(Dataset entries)
.....
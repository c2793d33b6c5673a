//! Tests for directory listings

use super::TestContext;
use crate::error::NtStatus;
use crate::protocol::smb2_constants::Smb2Command;

#[cfg(test)]
mod tests {
    use super::*;

    #[tokio::test]
    async fn test_read_dir_filters_dot_entries() {
        let ctx = TestContext::new().await.unwrap();
        ctx.server.add_file("a.txt", b"abc".to_vec());
        ctx.server.add_dir("sub");

        let names = ctx.client.read_dir("").await.unwrap();
        assert_eq!(names, vec!["sub", "a.txt"]);
        assert_eq!(ctx.server.count(Smb2Command::QueryDirectory), 2);
        assert_eq!(ctx.server.count(Smb2Command::Close), 1);
        ctx.shutdown().await.unwrap();
    }

    #[tokio::test]
    async fn test_read_dir_verbose() {
        let ctx = TestContext::new().await.unwrap();
        ctx.server.add_dir("docs");
        ctx.server.add_file("docs\\report.pdf", vec![0u8; 1234]);
        ctx.server.add_dir("docs\\old");

        let entries = ctx.client.read_dir_verbose("/docs/").await.unwrap();
        assert_eq!(entries.len(), 2);

        let old = &entries[0];
        assert_eq!(old.name, "old");
        assert!(old.is_directory());

        let report = &entries[1];
        assert_eq!(report.name, "report.pdf");
        assert_eq!(report.size, 1234);
        assert!(!report.is_directory());
        assert_eq!(
            report.last_write_time.map(|time| time.timestamp()),
            Some(1_600_000_000)
        );
        ctx.shutdown().await.unwrap();
    }

    #[tokio::test]
    async fn test_read_dir_empty() {
        let ctx = TestContext::new().await.unwrap();
        ctx.server.add_dir("void");
        assert!(ctx.client.read_dir("void").await.unwrap().is_empty());
        ctx.shutdown().await.unwrap();
    }

    #[tokio::test]
    async fn test_read_dir_on_file() {
        let ctx = TestContext::new().await.unwrap();
        ctx.server.add_file("plain.txt", b"x".to_vec());
        let err = ctx.client.read_dir("plain.txt").await.unwrap_err();
        assert_eq!(err.status(), Some(NtStatus::NotADirectory));
        ctx.shutdown().await.unwrap();
    }
}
.....
__Exercise__: Repeat each record exactly. Omit nothing.

__Task answer__:
repository c2793d33b6c5673a
//! Tests for directory listings

use super::TestContext;
use crate::error::NtStatus;
use crate::protocol::smb2_constants::Smb2Command;

#[cfg(test)]
mod tests {
    use super::*;

    #[tokio::test]
    async fn test_read_dir_filters_dot_entries() {
        let ctx = TestContext::new().await.unwrap();
        ctx.server.add_file("a.txt", b"abc".to_vec());
        ctx.server.add_dir("sub");

        let names = ctx.client.read_dir("").await.unwrap();
        assert_eq!(names, vec!["sub", "a.txt"]);
        assert_eq!(ctx.server.count(Smb2Command::QueryDirectory), 2);
        assert_eq!(ctx.server.count(Smb2Command::Close), 1);
        ctx.shutdown().await.unwrap();
    }

    #[tokio::test]
    async fn test_read_dir_verbose() {
        let ctx = TestContext::new().await.unwrap();
        ctx.server.add_dir("docs");
        ctx.server.add_file("docs\\report.pdf", vec![0u8; 1234]);
        ctx.server.add_dir("docs\\old");

        let entries = ctx.client.read_dir_verbose("/docs/").await.unwrap();
        assert_eq!(entries.len(), 2);

        let old = &entries[0];
        assert_eq!(old.name, "old");
        assert!(old.is_directory());

        let report = &entries[1];
        assert_eq!(report.name, "report.pdf");
        assert_eq!(report.size, 1234);
        assert!(!report.is_directory());
        assert_eq!(
            report.last_write_time.map(|time| time.timestamp()),
            Some(1_600_000_000)
        );
        ctx.shutdown().await.unwrap();
    }

    #[tokio::test]
    async fn test_read_dir_empty() {
        let ctx = TestContext::new().await.unwrap();
        ctx.server.add_dir("void");
        assert!(ctx.client.read_dir("void").await.unwrap().is_empty());
        ctx.shutdown().await.unwrap();
    }

    #[tokio::test]
    async fn test_read_dir_on_file() {
        let ctx = TestContext::new().await.unwrap();
        ctx.server.add_file("plain.txt", b"x".to_vec());
        let err = ctx.client.read_dir("plain.txt").await.unwrap_err();
        assert_eq!(err.status(), Some(NtStatus::NotADirectory));
        ctx.shutdown().await.unwrap();
    }
}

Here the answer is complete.